Danker Tanja, Dreesen Björn, Offermann Sascha, Horst Ina, Peterhänsel Christoph
Rheinisch-Westfälische Hochschule Aachen, Biology I, 52056 Aachen, Germany.
Plant J. 2008 Feb;53(3):465-74. doi: 10.1111/j.1365-313X.2007.03352.x. Epub 2008 Jan 4.
We have investigated the establishment of histone H3 methylation with respect to environmental and developmental signals for two key genes associated with C4 photosynthesis in maize. Tri-methylation of histone H3 lysine 4 (H3K4) in roots and leaves was shown to be controlled by autonomous cell-type-specific developmental signals that are independent of illumination and therefore independent of the initiation of transcription.

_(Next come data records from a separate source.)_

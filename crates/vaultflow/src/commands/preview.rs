use colored::Colorize;
use serde_json::Value;
use std::path::Path;

const MASK: &str = "********";

pub async fn handle(project_root: &Path, stack: &str) -> anyhow::Result<()> {
    println!("{}", "Previewing changes...".blue().bold());

    let (stack, _deployment) = super::run_program(project_root, stack).await?;
    let plan = stack.preview().await?;
    super::print_plan(&plan);

    for resource in stack.resources().await {
        println!();
        println!(
            "{} {}",
            resource.key().bold(),
            format!("(provider: {})", resource.provider).dimmed()
        );
        let properties = mask_env_values(resource.properties.clone());
        println!("{}", serde_json::to_string_pretty(&properties)?);
    }

    let outputs = stack.export_names().await;
    if !outputs.is_empty() {
        println!();
        println!("Outputs: {}", outputs.join(", ").cyan());
    }

    Ok(())
}

/// Hide environment variable values; they carry credentials
fn mask_env_values(mut properties: Value) -> Value {
    if let Some(env) = properties.get_mut("env").and_then(Value::as_array_mut) {
        for var in env {
            match var.get_mut("value") {
                Some(value) if !value.is_null() => *value = Value::String(MASK.to_string()),
                _ => {}
            }
        }
    }
    properties
}
use vaultflow_cloud::{CloudProvider, Result, ServiceHandle};

/// Deploys the service through whichever provider it was given
pub struct DeployerService {
    cloud_provider: Box<dyn CloudProvider>,
}

impl DeployerService {
    pub fn new(cloud_provider: Box<dyn CloudProvider>) -> Self {
        Self { cloud_provider }
    }

    pub async fn deploy_service(&self) -> Result<ServiceHandle> {
        self.cloud_provider.deploy().await
    }

    pub fn cloud_provider(&self) -> &dyn CloudProvider {
        self.cloud_provider.as_ref()
    }
}

impl std::fmt::Debug for DeployerService {
    fn fmt(&self, f: &mut std::fmt::Formatter<'_>) -> std::fmt::Result {
        f.debug_struct("DeployerService")
            .field("cloud_provider", &self.cloud_provider.name())
            .finish()
    }
}
//! Koyeb deployment definition
//!
//! Wire shape of the `definition` sent to `POST /services` and
//! `PUT /services/{id}`. State keeps the [`ServiceDefinition`] so plans
//! diff what the stack file says; this is only the request body.
//!
//! Koyeb sizes a service through its instance type. The explicit vCPU,
//! memory and disk settings are recorded in state but not sent.

use crate::definition::{EnvVar, ServiceDefinition, ServicePort};
use serde::Serialize;

const GIT_HOST: &str = "github.com/";

#[derive(Debug, Serialize, PartialEq)]
pub struct DeploymentDefinition<'a> {
    pub name: &'a str,
    #[serde(rename = "type")]
    pub service_type: &'static str,
    pub git: GitSource<'a>,
    pub instance_types: Vec<InstanceTypeRef<'a>>,
    pub scalings: Vec<Scaling>,
    pub ports: &'a [ServicePort],
    pub routes: Vec<Route>,
    pub env: &'a [EnvVar],
}

#[derive(Debug, Serialize, PartialEq)]
pub struct GitSource<'a> {
    /// `github.com/<owner>/<repo>`
    pub repository: String,
    pub branch: &'a str,
    pub docker: DockerBuilder<'a>,
}

#[derive(Debug, Serialize, PartialEq)]
pub struct DockerBuilder<'a> {
    pub dockerfile: &'a str,
}

#[derive(Debug, Serialize, PartialEq)]
pub struct InstanceTypeRef<'a> {
    #[serde(rename = "type")]
    pub instance_type: &'a str,
}

#[derive(Debug, Serialize, PartialEq)]
pub struct Scaling {
    pub min: u32,
    pub max: u32,
}

#[derive(Debug, Serialize, PartialEq)]
pub struct Route {
    pub port: u16,
    pub path: String,
}

impl<'a> From<&'a ServiceDefinition> for DeploymentDefinition<'a> {
    fn from(definition: &'a ServiceDefinition) -> Self {
        let repository = definition.github.repository.trim_start_matches("https://");
        let repository = if repository.starts_with(GIT_HOST) {
            repository.to_string()
        } else {
            format!("{}{}", GIT_HOST, repository)
        };

        // only HTTP ports get a public route
        let routes = definition
            .ports
            .iter()
            .filter(|p| p.protocol.starts_with("http"))
            .map(|p| Route {
                port: p.port,
                path: "/".to_string(),
            })
            .collect();

        Self {
            name: &definition.name,
            service_type: "WEB",
            git: GitSource {
                repository,
                branch: &definition.github.branch,
                docker: DockerBuilder {
                    dockerfile: &definition.github.dockerfile_path,
                },
            },
            instance_types: vec![InstanceTypeRef {
                instance_type: &definition.instance_types.instance_type,
            }],
            // a single Vault node; Vault storage is not shared across instances
            scalings: vec![Scaling { min: 1, max: 1 }],
            ports: &definition.ports,
            routes,
            env: &definition.env,
        }
    }
}
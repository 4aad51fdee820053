use crate::storage::{bump_refresh_marker, KeyValueStore};
use anyhow::{Context, Result};
use chrono::{DateTime, Utc};
use log::warn;
use serde::{Deserialize, Serialize};

pub const PREFERENCES_KEY: &str = "display-preferences";

#[derive(Debug, Clone, Copy, Serialize, Deserialize, PartialEq, Eq)]
pub struct MonitorArea {
    pub x: i32,
    pub y: i32,
    pub width: u32,
    pub height: u32,
}

#[derive(Debug, Clone, Copy, Serialize, Deserialize, PartialEq, Eq)]
pub struct WindowPosition {
    pub left: i32,
    pub top: i32,
    pub width: u32,
    pub height: u32,
}

/// How display surfaces present themselves. The schedule never reads these.
#[derive(Debug, Clone, Serialize, Deserialize, PartialEq, Eq)]
#[serde(rename_all = "camelCase", default)]
pub struct DisplayPreferences {
    pub always_fullscreen: bool,
    pub preferred_monitor: Option<MonitorArea>,
    pub window_position: Option<WindowPosition>,
}

impl Default for DisplayPreferences {
    fn default() -> Self {
        Self {
            always_fullscreen: true,
            preferred_monitor: None,
            window_position: None,
        }
    }
}

pub fn load<S>(store: &S) -> Result<DisplayPreferences>
where
    S: KeyValueStore + ?Sized,
{
    let prefs = match store.get(PREFERENCES_KEY)? {
        Some(raw) => serde_json::from_str(&raw).unwrap_or_else(|err| {
            warn!("display preferences unreadable, using defaults: {}", err);
            DisplayPreferences::default()
        }),
        None => DisplayPreferences::default(),
    };
    Ok(prefs)
}

/// Stores the preferences and bumps the refresh marker so running displays
/// pick them up.
pub fn save<S>(store: &mut S, prefs: &DisplayPreferences, now: DateTime<Utc>) -> Result<()>
where
    S: KeyValueStore + ?Sized,
{
    let json = serde_json::to_string(prefs).context("serializing display preferences")?;
    store.set(PREFERENCES_KEY, json)?;
    bump_refresh_marker(store, now)?;
    Ok(())
}
use crate::announcement::{self, Announcement};
use crate::model::{PauseChange, Schedule};
use crate::parser::clock_label;
use crate::projector::{future_items, previous_items, project, Countdown, DisplayColor, ScheduleItem};
use crate::settings::{self, DisplayPreferences};
use crate::storage::{load_schedule, save_schedule, FileStore, RefreshWatcher};
use anyhow::Result;
use chrono::Utc;
use crossterm::event::{self, Event, KeyCode, KeyEvent, KeyEventKind};
use crossterm::execute;
use crossterm::terminal::{
    disable_raw_mode, enable_raw_mode, EnterAlternateScreen, LeaveAlternateScreen,
};
use ratatui::backend::CrosstermBackend;
use ratatui::layout::{Constraint, Direction, Layout};
use ratatui::prelude::{Alignment, Color, Modifier, Rect, Style};
use ratatui::text::{Line, Span};
use ratatui::widgets::{Block, Borders, Clear, List, ListItem, ListState, Paragraph, Wrap};
use ratatui::Terminal;
use std::io::{stdout, Stdout};
use std::time::{Duration, Instant};

const TICK: Duration = Duration::from_secs(1);
const STATUS_TTL: Duration = Duration::from_secs(2);

#[derive(Copy, Clone, PartialEq, Eq, Debug)]
pub enum Role {
    /// Sole writer: operator commands mutate and persist the schedule.
    Control,
    /// Read-only mirror of whatever the control surface last wrote.
    Display,
}

pub fn run(store: FileStore, role: Role) -> Result<()> {
    let mut terminal = setup_terminal()?;
    let mut app = App::new(store, role);
    let result = app
        .refresh()
        .and_then(|_| app.event_loop(&mut terminal));
    teardown_terminal(&mut terminal)?;
    result
}

struct App {
    store: FileStore,
    role: Role,
    schedule: Schedule,
    watcher: RefreshWatcher,
    prefs: DisplayPreferences,
    countdown: Countdown,
    future: Vec<ScheduleItem>,
    previous: Vec<ScheduleItem>,
    announcement: Option<Announcement>,
    focus: ListFocus,
    future_idx: usize,
    previous_idx: usize,
    mode: Mode,
    status: String,
    status_at: Instant,
    last_tick: Instant,
}

#[derive(Copy, Clone, PartialEq, Eq)]
enum ListFocus {
    Upcoming,
    Previous,
}

enum Mode {
    Normal,
    ConfirmEndProgramme,
}
use crate::model::{Activity, Schedule, ScheduleSnapshot};
use anyhow::{Context, Result};
use chrono::{DateTime, Utc};
use directories::ProjectDirs;
use log::{debug, log, warn, Level};
use std::collections::BTreeMap;
use std::env;
use std::fs;
use std::path::{Path, PathBuf};

pub const SCHEDULE_KEY: &str = "schedule";
pub const REFRESH_KEY: &str = "refresh-marker";
pub const SKIP_TARGET_KEY: &str = "skip-target";

const STORE_ENV: &str = "NOWPLAYING_STORE";
const PROJECT_DIR: &str = ".nowplaying";
const STORE_FILE: &str = "store.yml";

/// String-valued key/value store shared by every surface on the machine.
pub trait KeyValueStore {
    fn get(&self, key: &str) -> Result<Option<String>>;
    fn set(&mut self, key: &str, value: String) -> Result<()>;
    fn remove(&mut self, key: &str) -> Result<()>;
    fn keys(&self) -> Result<Vec<String>>;
}

#[derive(Debug, Clone, Copy, PartialEq, Eq)]
pub enum StoreScope {
    Project,
    Global,
    Override,
}

#[derive(Debug, Clone)]
pub struct StoreLocation {
    pub path: PathBuf,
    pub scope: StoreScope,
}

impl StoreScope {
    pub fn label(&self) -> &'static str {
        match self {
            StoreScope::Project => "project",
            StoreScope::Global => "global",
            StoreScope::Override => "env",
        }
    }
}

/// YAML-file store. Every write rewrites the file; readers call
/// [`FileStore::reload`] to observe other processes.
#[derive(Debug)]
pub struct FileStore {
    location: StoreLocation,
    data: BTreeMap<String, String>,
}

impl FileStore {
    pub fn open(location: StoreLocation) -> Result<Self> {
        let mut store = FileStore {
            location,
            data: BTreeMap::new(),
        };
        store.read(Level::Warn)?;
        Ok(store)
    }

    pub fn location(&self) -> &StoreLocation {
        &self.location
    }

    /// Re-reads the backing file. A missing file is an empty store; an
    /// unreadable one keeps the last good contents.
    ///
    /// Display surfaces call this every tick, so a bad file is only logged
    /// at debug level here. `open` reports it as a warning once.
    pub fn reload(&mut self) -> Result<()> {
        self.read(Level::Debug)
    }

    fn read(&mut self, level: Level) -> Result<()> {
        let path = &self.location.path;
        if !path.exists() {
            self.data.clear();
            return Ok(());
        }
        let raw = fs::read_to_string(path).with_context(|| format!("reading {:?}", path))?;
        if raw.trim().is_empty() {
            self.data.clear();
            return Ok(());
        }
        match serde_yaml::from_str(&raw) {
            Ok(data) => self.data = data,
            Err(err) => log!(level, "ignoring unreadable store {:?}: {}", path, err),
        }
        Ok(())
    }

    fn flush(&self) -> Result<()> {
        let path = &self.location.path;
        if let Some(parent) = path.parent() {
            fs::create_dir_all(parent).with_context(|| format!("creating {:?}", parent))?;
        }
        let serialized = serde_yaml::to_string(&self.data).context("serializing store")?;
        let tmp = path.with_extension("yml.tmp");
        fs::write(&tmp, serialized).with_context(|| format!("writing {:?}", tmp))?;
        fs::rename(&tmp, path).with_context(|| format!("replacing {:?}", path))?;
        Ok(())
    }
}

impl KeyValueStore for FileStore {
    fn get(&self, key: &str) -> Result<Option<String>> {
        Ok(self.data.get(key).cloned())
    }

    fn set(&mut self, key: &str, value: String) -> Result<()> {
        self.data.insert(key.to_string(), value);
        self.flush()
    }

    fn remove(&mut self, key: &str) -> Result<()> {
        if self.data.remove(key).is_some() {
            self.flush()?;
        }
        Ok(())
    }

    fn keys(&self) -> Result<Vec<String>> {
        Ok(self.data.keys().cloned().collect())
    }
}

pub fn init_project_store() -> Result<StoreLocation> {
    let cwd = env::current_dir()?;
    let dir = cwd.join(PROJECT_DIR);
    fs::create_dir_all(&dir).with_context(|| format!("failed to create {} directory", PROJECT_DIR))?;
    Ok(StoreLocation {
        path: dir.join(STORE_FILE),
        scope: StoreScope::Project,
    })
}

/// Environment override first, then the nearest project store, then the
/// per-user global store.
pub fn locate_store(start: &Path) -> Result<StoreLocation> {
    if let Some(path) = env::var_os(STORE_ENV).filter(|p| !p.is_empty()) {
        return Ok(StoreLocation {
            path: PathBuf::from(path),
            scope: StoreScope::Override,
        });
    }
    if let Some(project_path) = find_project_store(start) {
        return Ok(StoreLocation {
            path: project_path,
            scope: StoreScope::Project,
        });
    }
    Ok(StoreLocation {
        path: global_store_path()?,
        scope: StoreScope::Global,
    })
}

fn find_project_store(start: &Path) -> Option<PathBuf> {
    let mut dir = Some(start);
    while let Some(current) = dir {
        let candidate = current.join(PROJECT_DIR).join(STORE_FILE);
        if candidate.exists() {
            return Some(candidate);
        }
        dir = current.parent();
    }
    None
}

fn global_store_path() -> Result<PathBuf> {
    let dirs = ProjectDirs::from("", "", "nowplaying").context("locating data directory")?;
    Ok(dirs.data_dir().join(STORE_FILE))
}

/// Writes the full schedule and bumps the refresh marker so every reader
/// reloads. Only the control surface calls this.
pub fn save_schedule<S>(store: &mut S, schedule: &Schedule, now: DateTime<Utc>) -> Result<()>
where
    S: KeyValueStore + ?Sized,
{
    let snapshot = schedule.snapshot();
    let json = serde_json::to_string(&snapshot.activities).context("serializing schedule")?;
    store.set(SCHEDULE_KEY, json)?;
    match snapshot.skip_target {
        Some(index) => store.set(SKIP_TARGET_KEY, index.to_string())?,
        None => store.remove(SKIP_TARGET_KEY)?,
    }
    bump_refresh_marker(store, now)?;
    Ok(())
}

/// Reads the schedule, treating missing or corrupt data as an empty programme.
pub fn load_schedule<S>(store: &S) -> Result<Schedule>
where
    S: KeyValueStore + ?Sized,
{
    let activities = match store.get(SCHEDULE_KEY)? {
        None => {
            debug!("no schedule stored; starting empty");
            Vec::new()
        }
        Some(raw) => serde_json::from_str::<Vec<Activity>>(&raw).unwrap_or_else(|err| {
            warn!("stored schedule is unreadable, treating as empty: {}", err);
            Vec::new()
        }),
    };
    let skip_target = store
        .get(SKIP_TARGET_KEY)?
        .and_then(|raw| raw.trim().parse::<usize>().ok());
    Ok(Schedule::restore(ScheduleSnapshot {
        activities,
        skip_target,
    }))
}

/// Advances the marker to the current epoch milliseconds, or one past the
/// previous value if the clock has not moved forward. A marker with no
/// successor restarts from the clock.
pub fn bump_refresh_marker<S>(store: &mut S, now: DateTime<Utc>) -> Result<u64>
where
    S: KeyValueStore + ?Sized,
{
    let previous = store
        .get(REFRESH_KEY)?
        .and_then(|raw| raw.trim().parse::<u64>().ok());
    let now_ms = u64::try_from(now.timestamp_millis()).unwrap_or(0);
    let next = match previous {
        Some(prev) => prev.checked_add(1).map_or(now_ms, |after| now_ms.max(after)),
        None => now_ms,
    };
    store.set(REFRESH_KEY, next.to_string())?;
    Ok(next)
}

/// Change subscription for read-only surfaces: any difference in the refresh
/// marker since the last poll means "reload everything".
#[derive(Debug, Default)]
pub struct RefreshWatcher {
    last_seen: Option<Option<String>>,
}

impl RefreshWatcher {
    pub fn new() -> Self {
        RefreshWatcher::default()
    }

    /// Returns true on the first poll and whenever the marker has changed.
    pub fn poll<S>(&mut self, store: &S) -> Result<bool>
    where
        S: KeyValueStore + ?Sized,
    {
        let current = store.get(REFRESH_KEY)?;
        let changed = self.last_seen.as_ref() != Some(&current);
        self.last_seen = Some(current);
        Ok(changed)
    }
}

#[cfg(test)]
pub mod memory {
    use super::KeyValueStore;
    use anyhow::Result;
    use std::collections::BTreeMap;

    #[derive(Debug, Default)]
    pub struct MemoryStore {
        data: BTreeMap<String, String>,
    }

    impl KeyValueStore for MemoryStore {
        fn get(&self, key: &str) -> Result<Option<String>> {
            Ok(self.data.get(key).cloned())
        }

        fn set(&mut self, key: &str, value: String) -> Result<()> {
            self.data.insert(key.to_string(), value);
            Ok(())
        }

        fn remove(&mut self, key: &str) -> Result<()> {
            self.data.remove(key);
            Ok(())
        }

        fn keys(&self) -> Result<Vec<String>> {
            Ok(self.data.keys().cloned().collect())
        }
    }
}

Di- and mono-methylation of H3K4 act antagonistically to this process. The modifications were already established in etiolated seedlings, and remained stable when genes were inactivated by dark treatment or pharmaceutical inhibition of transcription. Constitutive di-methylation of H3K9 was concomitantly detected at specific gene positions. The data support a histone code model whereby cell-type-specific signals induce the formation of a chromatin structure that potentiates gene activation by environmental cues.
我们针对玉米中与C4光合作用相关的两个关键基因,研究了组蛋白H3甲基化与环境和发育信号的关系。结果表明,根和叶中组蛋白H3赖氨酸4(H3K4)的三甲基化受自主细胞类型特异性发育信号控制,这些信号独立于光照,因此也独立于转录起始。H3K4的二甲基化和单甲基化对此过程起拮抗作用。这些修饰在黄化幼苗中已经建立,并且当基因通过黑暗处理或药物抑制转录而失活时仍保持稳定。同时在特定基因位置检测到H3K9的组成型二甲基化。这些数据支持一种组蛋白编码模型,即细胞类型特异性信号诱导染色质结构的形成,该结构通过环境线索增强基因激活。